Upper Dipper may or may not be regraded this year.  In addition of the new HSQ, Some of the other improvements planned for this summer are;  Installation of the summit wind tower, The cutting of 3 more lift accessed mountain biking trails, they already started on the first one,   and a new timing/warming building at the base of the training hill.


----------



## thetrailboss (Jun 10, 2011)

Masskier said:


> Upper Dipper may or may not be regraded this year. In addition of the new HSQ, Some of the other improvements planned for this summer are; Installation of the summit wind tower, The cutting of 3 more lift accessed mountain biking trails, they already started on the first one, and a new timing/warming building at the base of the training hill.


 
The timing hut has seen better days.  Good improvements otherwise.


----------



## kingdom-tele (Jun 10, 2011)

from_the_NEK said:


> Other "improvements" ? :razz:



NEK

isn't that area getting small "improvements" every year anyway:grin:


----------



## from_the_NEK (Jun 10, 2011)

kingdom-tele said:


> NEK
> 
> isn't that area getting small "improvements" every year anyway:grin:



Shhhh!  :lol:

And yes that map was just a doodle i did in Google Earth. 
Additionally the layout of trails on that old expansion plan trail boss posted makes no sense given the terrain that is over there.
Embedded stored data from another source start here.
//! Integration tests for `FairGate`
//!
//! These tests verify mutual exclusion and FIFO hand-off under real thread contention.

use admission_lot::core::SimError;
use admission_lot::FairGate;
use parking_lot::Mutex;
use std::sync::atomic::{AtomicUsize, Ordering};
use std::sync::Arc;
use std::thread;
use std::time::Duration;

fn wait_for_waiters(gate: &FairGate, waiting: usize) {
    for _ in 0..1000 {
        if gate.stats().waiting == waiting {
            return;
        }
        thread::sleep(Duration::from_millis(1));
    }
    panic!("gate never reached {waiting} waiters");
}

/// Waiters that queued one after another are admitted in that order
#[test]
fn test_fifo_hand_off() {
    const WAITERS: usize = 8;

    let gate = Arc::new(FairGate::new());
    let admitted = Arc::new(Mutex::new(Vec::new()));
    let guard = gate.acquire().unwrap();

    let mut handles = Vec::new();
    for i in 0..WAITERS {
        let waiter_gate = Arc::clone(&gate);
        let admitted = Arc::clone(&admitted);
        handles.push(thread::spawn(move || {
            let _guard = waiter_gate.acquire_for(&format!("MAC-{i}")).unwrap();
            admitted.lock().push(i);
        }));
        // queue strictly one at a time so arrival order is known
        wait_for_waiters(&gate, i + 1);
    }

    drop(guard);
    for handle in handles {
        handle.join().unwrap();
    }

    assert_eq!(*admitted.lock(), (0..WAITERS).collect::<Vec<_>>());
    let stats = gate.stats();
    assert_eq!(stats.acquisitions, WAITERS as u64 + 1);
    assert_eq!(stats.contended, WAITERS as u64);
}

/// Never more than one thread inside, and every attempt eventually gets in
#[test]
fn test_mutual_exclusion_under_contention() {
    const THREADS: usize = 16;
    const ROUNDS: usize = 200;

    let gate = Arc::new(FairGate::new());
    let inside = Arc::new(AtomicUsize::new(0));
    let max_inside = Arc::new(AtomicUsize::new(0));

    let handles: Vec<_> = (0..THREADS)
        .map(|_| {
            let gate = Arc::clone(&gate);
            let inside = Arc::clone(&inside);
            let max_inside = Arc::clone(&max_inside);
            thread::spawn(move || {
                for _ in 0..ROUNDS {
                    let guard = gate.acquire().unwrap();
                    let now = inside.fetch_add(1, Ordering::SeqCst) + 1;
                    max_inside.fetch_max(now, Ordering::SeqCst);
                    thread::yield_now();
                    inside.fetch_sub(1, Ordering::SeqCst);
                    guard.release();
                }
            })
        })
        .collect();

    for handle in handles {
        handle.join().unwrap();
    }

    assert_eq!(max_inside.load(Ordering::SeqCst), 1);
    assert_eq!(gate.stats().acquisitions, (THREADS * ROUNDS) as u64);
    assert!(!gate.stats().held);
}

/// Shutdown releases every queued waiter with `InterruptedWait`
#[test]
fn test_shutdown_unblocks_all_waiters() {
    let gate = Arc::new(FairGate::new());
    let guard = gate.acquire().unwrap();

    let handles: Vec<_> = (0..4)
        .map(|i| {
            let gate = Arc::clone(&gate);
            thread::spawn(move || gate.acquire_for(&format!("MAC-{i}")).map(|_| ()))
        })
        .collect();
    wait_for_waiters(&gate, 4);

    gate.shutdown();
    for handle in handles {
        let err = handle.join().unwrap().unwrap_err();
        assert!(err.is_interrupted());
    }
    drop(guard);

    assert!(matches!(
        gate.acquire_for("MAC-late"),
        Err(SimError::InterruptedWait { .. })
    ));
}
It looks like someone just slapped some lines on the trail map and said "we might do something over here".


----------



## DoublePlanker (Jun 10, 2011)

from_the_NEK said:


> Shhhh!  :lol:
> 
> And yes that map was just a doodle i did in Google Earth.
> Additionally the layout of trails on that old expansion plan trail boss posted makes no sense given the terrain that is over there. It looks like someone just slapped some lines on the trail map and said "we might do something over here".
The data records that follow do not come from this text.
//! Error types for admission and crossing operations.

use thiserror::Error;

/// Errors produced by the gate, the dispenser station, and the worker driver.
#[derive(Debug, Clone, PartialEq, Eq, Error)]
pub enum SimError {
    /// Input was missing or malformed. Raised before any worker starts.
    #[error("configuration error: {0}")]
    Configuration(String),
    /// A worker was cancelled while blocked and has left the wait set.
    #[error("wait interrupted: {waiter}")]
    InterruptedWait {
        /// Identity of the interrupted waiter (cart or client).
        waiter: String,
    },
    /// A protocol invariant was broken. Indicates a bug, never bad input.
    #[error("invariant violation: {0}")]
    InvariantViolation(String),
    /// A worker thread panicked before reporting its outcome.
    #[error("worker panicked: {0}")]
    WorkerPanicked(String),
    /// The operating system refused to start a worker thread.
    #[error("failed to spawn worker: {0}")]
    Spawn(String),
}

impl SimError {
    /// Shorthand for an interrupted wait by `waiter`.
    #[must_use]
    pub fn interrupted(waiter: impl Into<String>) -> Self {
        Self::InterruptedWait {
            waiter: waiter.into(),
        }
    }

    /// True when the error came from run-wide cancellation.
    #[must_use]
    pub const fn is_interrupted(&self) -> bool {
        matches!(self, Self::InterruptedWait { .. })
    }
}

/// Application-facing result using anyhow for higher-level contexts.
pub type AppResult<T> = Result<T, anyhow::Error>;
That's a HSP you drew, right?   High speed poma.  I would like some nice narrow trails.


----------



## from_the_NEK (Jun 10, 2011)

DoublePlanker said:


> That's a HSP you drew, right?   High speed poma.  I would like some nice narrow trails.



I was thinking more along the lines of Tram. That lift line is over 5000' long which is a bit long for a surface lift. Only trails are around the perifery of the bowl, a couple connectors, and the lift line itself. The rest is all glades.


----------



## Masskier (Jun 10, 2011)

Oh,  I meant to mention that unlike the Sherburne express the new HSQ will have a footrest.


----------



## Zand (Jun 11, 2011)

Masskier said:


> Oh,  I meant to mention that unlike the Sherburne express the new HSQ will have a footrest.



Can it have some kind of padding for a backrest too? And a bar that will stay down unlike Willoughby?


----------



## kingdom-tele (Jun 12, 2011)

from_the_NEK said:


> I was thinking more along the lines of Tram. That lift line is over 5000' long which is a bit long for a surface lift. Only trails are around the perifery of the bowl, a couple connectors, and the lift line itself. The rest is all glades.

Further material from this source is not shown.